Un roulement des tambours arrête tout à coup l’élan de nos marins. La fonte cesse de tonner, et chacun reprend son posté et son immobilité. De nouveaux ordres sont donnés, l’officier de batterie les répète : il s’agit de remplacer la charge au tiers par la charge au quart, de changer le pointage et de faire mettre à la disposition des meilleurs chefs de pièces des projectiles creux remplis de matières incendiaires, — projectiles dits boulets spéciaux. Ces dispositions sont prises en moins de temps que je n’en mets à les décrire, et le combat recommence. Si court qu’ait été ce moment de repos, il semble que l’équipage l’ait trouvé trop long et qu’il veuille regagner le temps perdu en déployant une activité nouvelle : les canons roulent bruyamment sur leurs chariots, mus par des bras robustes ; les chargeurs enlèvent les boulets de 50 sans efforts, et comme si le poids de ces énormes projectiles n’était rien pour eux ; — le refouloir va et vient sans relâche, faisant rendre au parois de la pièce un tintement sonore ; — les pourvoyeurs, le gargoussier sous le bras, accomplissent en courant le trajet de leur pièce à la soute.
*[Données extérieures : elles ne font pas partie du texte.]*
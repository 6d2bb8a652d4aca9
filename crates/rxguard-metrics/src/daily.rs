//! Daily time-series aggregation.
//!
//! Prescriptions are bucketed by the UTC calendar day of `created_at`, which
//! is the same as the `YYYY-MM-DD` prefix of their RFC 3339 form. No time
//! zone conversion happens and days without activity are not filled in.

use std::collections::BTreeMap;

use chrono::NaiveDate;
use tracing::debug;

use rxguard_contracts::{
    error::{RxGuardError, RxResult},
    metrics::DailyMetricPoint,
    prescription::Prescription,
};

/// Group prescriptions by creation day, optionally for one organization.
///
/// Points come back sorted by date ascending with each date at most once.
/// The totals sum to the number of prescriptions that passed the filter.
pub fn daily_metrics(prescriptions: &[Prescription], organization_id: Option<&str>) -> Vec<DailyMetricPoint> {
    let mut by_day: BTreeMap<NaiveDate, (usize, usize)> = BTreeMap::new();

    for p in prescriptions.iter().filter(|p| p.in_organization(organization_id)) {
        let entry = by_day.entry(p.created_at.date_naive()).or_default();
        entry.0 += 1;
        if p.is_flagged() {
            entry.1 += 1;
        }
    }

    debug!(days = by_day.len(), org = ?organization_id, "daily metrics computed");

    by_day
        .into_iter()
        .map(|(date, (total, flagged))| DailyMetricPoint {
            date,
            total_prescriptions: total,
            flagged_prescriptions: flagged,
        })
        .collect()
}

/// Parse the calendar-day prefix of a raw timestamp string.
///
/// Accepts `"2024-01-01"` as well as anything that starts with it, such as
/// `"2024-01-01T10:00:00Z"`. Returns `InvalidDate` for anything else.
pub fn parse_day(input: &str) -> RxResult<NaiveDate> {
    let prefix = input.get(..10).ok_or_else(|| RxGuardError::InvalidDate {
        input: input.to_string(),
        reason: "shorter than YYYY-MM-DD".to_string(),
    })?;
    NaiveDate::parse_from_str(prefix, "%Y-%m-%d").map_err(|e| RxGuardError::InvalidDate {
        input: input.to_string(),
        reason: e.to_string(),
    })
}
//! Interaction table configuration schema.
//!
//! A `RuleConfig` is deserialized from TOML and holds an ordered list of
//! `InteractionRule`s. Order matters only for output: matched rules are
//! reported in declaration order.
//!
//! Example:
//! ```toml
//! [[rules]]
//! id = "warfarin-aspirin"
//! drug_a = "Warfarin"
//! drug_b = "Aspirin"
//! severity = "major"
//! message_en = "Increased bleeding risk."
//! message_ar = "خطر نزيف."
//! ```

use serde::{Deserialize, Serialize};

use rxguard_contracts::interaction::InteractionRule;

#[derive(Debug, Clone, Serialize, Deserialize)]
pub struct RuleConfig {
    pub rules: Vec<InteractionRule>,
}

/// Both sides of a rule, lowercased and trimmed.
pub(crate) fn normalized_pair(rule: &InteractionRule) -> (String, String) {
    (
        rule.drug_a.trim().to_lowercase(),
        rule.drug_b.trim().to_lowercase(),
    )
}
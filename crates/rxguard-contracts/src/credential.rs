//! Mock AI-provider credentials and their simulated health.

use chrono::{DateTime, Utc};
use serde::{Deserialize, Serialize};

/// Which AI provider a credential belongs to.
#[derive(Debug, Clone, Copy, PartialEq, Eq, Hash, Serialize, Deserialize)]
#[serde(rename_all = "snake_case")]
pub enum Provider {
    #[serde(rename = "openai")]
    OpenAi,
    Azure,
    Other,
}

/// Simulated health of a credential.
#[derive(Debug, Clone, Copy, PartialEq, Eq, Hash, Serialize, Deserialize)]
#[serde(rename_all = "snake_case")]
pub enum ApiKeyStatus {
    /// Added but never health-checked.
    Untested,
    Active,
    Degraded,
    Down,
}

impl ApiKeyStatus {
    /// Active and degraded credentials may still serve requests.
    pub fn is_usable(&self) -> bool {
        matches!(self, Self::Active | Self::Degraded)
    }

    pub fn as_str(&self) -> &'static str {
        match self {
            Self::Untested => "untested",
            Self::Active => "active",
            Self::Degraded => "degraded",
            Self::Down => "down",
        }
    }
}

impl std::fmt::Display for ApiKeyStatus {
    fn fmt(&self, f: &mut std::fmt::Formatter<'_>) -> std::fmt::Result {
        f.write_str(self.as_str())
    }
}

/// A credential in the key pool.
///
/// At most one credential in a pool should carry `is_primary = true`. The
/// pool type does not enforce this; the command that sets the primary flag
/// clears it on every other credential.
#[derive(Debug, Clone, PartialEq, Serialize, Deserialize)]
pub struct ApiKeyCredential {
    pub id: String,
    pub label: String,
    pub provider: Provider,
    /// Only the last four characters of the secret are ever kept.
    pub key_masked: String,
    pub status: ApiKeyStatus,
    pub success_rate: f64,
    pub error_rate: f64,
    pub last_checked_at: Option<DateTime<Utc>>,
    pub is_primary: bool,
}

/// Mask a raw secret down to its last four characters.
///
/// Whitespace is trimmed first. A blank secret masks to eight asterisks.
pub fn mask_key(raw_key: &str) -> String {
    let trimmed = raw_key.trim();
    if trimmed.is_empty() {
        return "********".to_string();
    }
    let chars: Vec<char> = trimmed.chars().collect();
    let visible: String = chars[chars.len().saturating_sub(4)..].iter().collect();
    format!("************{visible}")
}
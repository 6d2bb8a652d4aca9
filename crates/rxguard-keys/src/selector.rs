//! Credential selection.
//!
//! Selection is a two-tier fallback evaluated on a pool snapshot:
//!
//! 1. the primary credential, if it is active or degraded;
//! 2. otherwise the first active or degraded credential in pool order;
//! 3. otherwise none.
//!
//! No state is carried between calls.

use tracing::debug;

use rxguard_contracts::credential::{ApiKeyCredential, ApiKeyStatus};

/// The credential flagged primary, whatever its health.
pub fn primary_key(pool: &[ApiKeyCredential]) -> Option<&ApiKeyCredential> {
    pool.iter().find(|k| k.is_primary)
}

/// The credential that should serve requests right now.
pub fn active_key(pool: &[ApiKeyCredential]) -> Option<&ApiKeyCredential> {
    if let Some(primary) = primary_key(pool).filter(|k| k.status.is_usable()) {
        return Some(primary);
    }

    let fallback = pool.iter().find(|k| k.status.is_usable());
    match fallback {
        Some(key) => debug!(key_id = %key.id, "primary unavailable, failing over"),
        None => debug!(pool = pool.len(), "no usable credential in pool"),
    }
    fallback
}

/// Number of credentials currently in `Active` status.
pub fn healthy_count(pool: &[ApiKeyCredential]) -> usize {
    pool.iter()
        .filter(|k| k.status == ApiKeyStatus::Active)
        .count()
}
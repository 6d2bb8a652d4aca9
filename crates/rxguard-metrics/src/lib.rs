//! # rxguard-metrics
//!
//! Read-side analytics over the prescription list. Every function here is a
//! pure reduction that is recomputed on each read; nothing is cached or
//! stored.
//!
//! - [`daily_metrics`]: prescriptions per creation day, for line charts
//! - [`doctor_activity`]: prescriptions per assigned doctor
//! - [`headline`]: status counters for dashboard cards

pub mod daily;
pub mod doctors;
pub mod headline;

pub use daily::{daily_metrics, parse_day};
pub use doctors::doctor_activity;
pub use headline::{headline, Headline};

// ── Tests ─────────────────────────────────────────────────────────────────────

#[cfg(test)]
mod tests {
    use chrono::{DateTime, NaiveDate, Utc};

    use rxguard_contracts::{
        directory::Doctor,
        error::RxGuardError,
        medication::Medication,
        prescription::{Prescription, PrescriptionStatus, RiskScore},
    };

    use super::*;

    // ── Helpers ───────────────────────────────────────────────────────────────

    fn rx(id: &str, created_at: &str, status: PrescriptionStatus, doctor: &str, org: &str) -> Prescription {
        let created_at: DateTime<Utc> = created_at.parse().unwrap();
        Prescription {
            id: id.to_string(),
            patient_name: "John Doe".to_string(),
            age: 54,
            diagnosis: "Hypertension".to_string(),
            medications: vec![Medication::new("Lisinopril", "10 mg", "once daily", "30 days")],
            status,
            assigned_doctor_id: doctor.to_string(),
            organization_id: org.to_string(),
            ai_review_summary: String::new(),
            ai_risk_score: RiskScore::new(0.2).unwrap(),
            ai_flags: vec![],
            created_at,
            updated_at: created_at,
            patient_instructions_en: None,
            patient_instructions_ar: None,
        }
    }

    fn doctor(id: &str) -> Doctor {
        Doctor {
            id: id.to_string(),
            user_id: format!("user-{id}"),
            specialty: "Internal Medicine".to_string(),
            license_number: "IM-0".to_string(),
        }
    }

    fn day(s: &str) -> NaiveDate {
        NaiveDate::parse_from_str(s, "%Y-%m-%d").unwrap()
    }

    fn sample() -> Vec<Prescription> {
        use PrescriptionStatus::*;
        vec![
            rx("rx-1", "2024-01-03T09:00:00Z", Pending, "doc-1", "org-1"),
            rx("rx-2", "2024-01-01T10:00:00Z", Flagged, "doc-2", "org-1"),
            rx("rx-3", "2024-01-01T12:00:00Z", Pending, "doc-1", "org-1"),
            rx("rx-4", "2024-01-02T23:59:59Z", Approved, "doc-3", "org-2"),
            rx("rx-5", "2024-01-03T00:00:00Z", Flagged, "doc-3", "org-2"),
            rx("rx-6", "2024-01-03T08:00:00Z", Rejected, "doc-9", "org-2"),
        ]
    }

    // ── daily_metrics ────────────────────────────────────────────────────────

    #[test]
    fn test_same_day_grouping() {
        let input = vec![
            rx("a", "2024-01-01T10:00:00Z", PrescriptionStatus::Flagged, "doc-1", "org-1"),
            rx("b", "2024-01-01T12:00:00Z", PrescriptionStatus::Pending, "doc-1", "org-1"),
        ];
        let points = daily_metrics(&input, None);

        assert_eq!(points.len(), 1);
        assert_eq!(points[0].date, day("2024-01-01"));
        assert_eq!(points[0].total_prescriptions, 2);
        assert_eq!(points[0].flagged_prescriptions, 1);
    }

    #[test]
    fn test_points_sorted_unique_and_sum_to_input() {
        let input = sample();
        let points = daily_metrics(&input, None);

        let dates: Vec<NaiveDate> = points.iter().map(|p| p.date).collect();
        assert_eq!(dates, vec![day("2024-01-01"), day("2024-01-02"), day("2024-01-03")]);

        let total: usize = points.iter().map(|p| p.total_prescriptions).sum();
        assert_eq!(total, input.len(), "totals must cover every prescription");
    }

    #[test]
    fn test_organization_filter() {
        let points = daily_metrics(&sample(), Some("org-2"));
        let total: usize = points.iter().map(|p| p.total_prescriptions).sum();
        assert_eq!(total, 3);
        assert_eq!(points.last().unwrap().flagged_prescriptions, 1);

        assert!(daily_metrics(&sample(), Some("org-404")).is_empty());
    }

    #[test]
    fn test_no_gap_filling() {
        let input = vec![
            rx("a", "2024-01-01T10:00:00Z", PrescriptionStatus::Pending, "doc-1", "org-1"),
            rx("b", "2024-01-05T10:00:00Z", PrescriptionStatus::Pending, "doc-1", "org-1"),
        ];
        assert_eq!(daily_metrics(&input, None).len(), 2);
        assert!(daily_metrics(&[], None).is_empty());
    }

    #[test]
    fn test_date_serializes_as_plain_day() {
        let points = daily_metrics(&sample(), Some("org-1"));
        let json = serde_json::to_value(&points[0]).unwrap();
        assert_eq!(json["date"], "2024-01-01");
    }

    // ── parse_day ────────────────────────────────────────────────────────────

    #[test]
    fn test_parse_day_accepts_timestamp_prefix() {
        assert_eq!(parse_day("2024-01-01T10:00:00Z").unwrap(), day("2024-01-01"));
        assert_eq!(parse_day("2024-02-29").unwrap(), day("2024-02-29"));
    }

    #[test]
    fn test_parse_day_rejects_malformed() {
        for bad in ["", "2024-1-1", "yesterday!", "2023-02-29T00:00:00Z"] {
            match parse_day(bad) {
                Err(RxGuardError::InvalidDate { .. }) => {}
                other => panic!("expected InvalidDate for {bad:?}, got {:?}", other),
            }
        }
    }

    // ── doctor_activity ──────────────────────────────────────────────────────

    #[test]
    fn test_doctor_activity_counts_known_doctors_only() {
        let doctors = vec![doctor("doc-1"), doctor("doc-2"), doctor("doc-3"), doctor("doc-idle")];
        let mut stats = doctor_activity(&sample(), &doctors, None);
        stats.sort_by(|a, b| a.doctor_id.cmp(&b.doctor_id));

        let ids: Vec<&str> = stats.iter().map(|s| s.doctor_id.as_str()).collect();
        assert_eq!(ids, vec!["doc-1", "doc-2", "doc-3"], "idle and unknown doctors omitted");

        // rx-6 belongs to doc-9, which is not in the doctor list.
        let total: usize = stats.iter().map(|s| s.total_prescriptions).sum();
        assert_eq!(total, 5);

        let doc3 = &stats[2];
        assert_eq!(doc3.total_prescriptions, 2);
        assert_eq!(doc3.flagged_prescriptions, 1);
    }

    #[test]
    fn test_doctor_activity_organization_filter() {
        let doctors = vec![doctor("doc-1"), doctor("doc-2"), doctor("doc-3")];
        let stats = doctor_activity(&sample(), &doctors, Some("org-1"));
        let total: usize = stats.iter().map(|s| s.total_prescriptions).sum();
        assert_eq!(total, 3);
        assert!(stats.iter().all(|s| s.doctor_id != "doc-3"));
    }

    // ── headline ─────────────────────────────────────────────────────────────

    #[test]
    fn test_headline_counts() {
        let h = headline(&sample(), None);
        assert_eq!(
            h,
            Headline { total: 6, pending: 2, flagged: 2, approved: 1, rejected: 1 }
        );
        assert_eq!(h.flagged_percent(), Some(33));
        assert_eq!(headline(&[], None).flagged_percent(), None);
    }
}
Toute cette agitation, se produisant au bruit de l’artillerie dans cette batterie basse, offre un tableau étrange. Chaque fois que la poudre étreint d’une langue de feu les flancs du navire, une lueur ardente se reflète sur l’équipage, illumine tous ces visages noircis pur le salpêtre, embrase toutes les murailles : le bâtiment entier ressemble à une vaste fournaise.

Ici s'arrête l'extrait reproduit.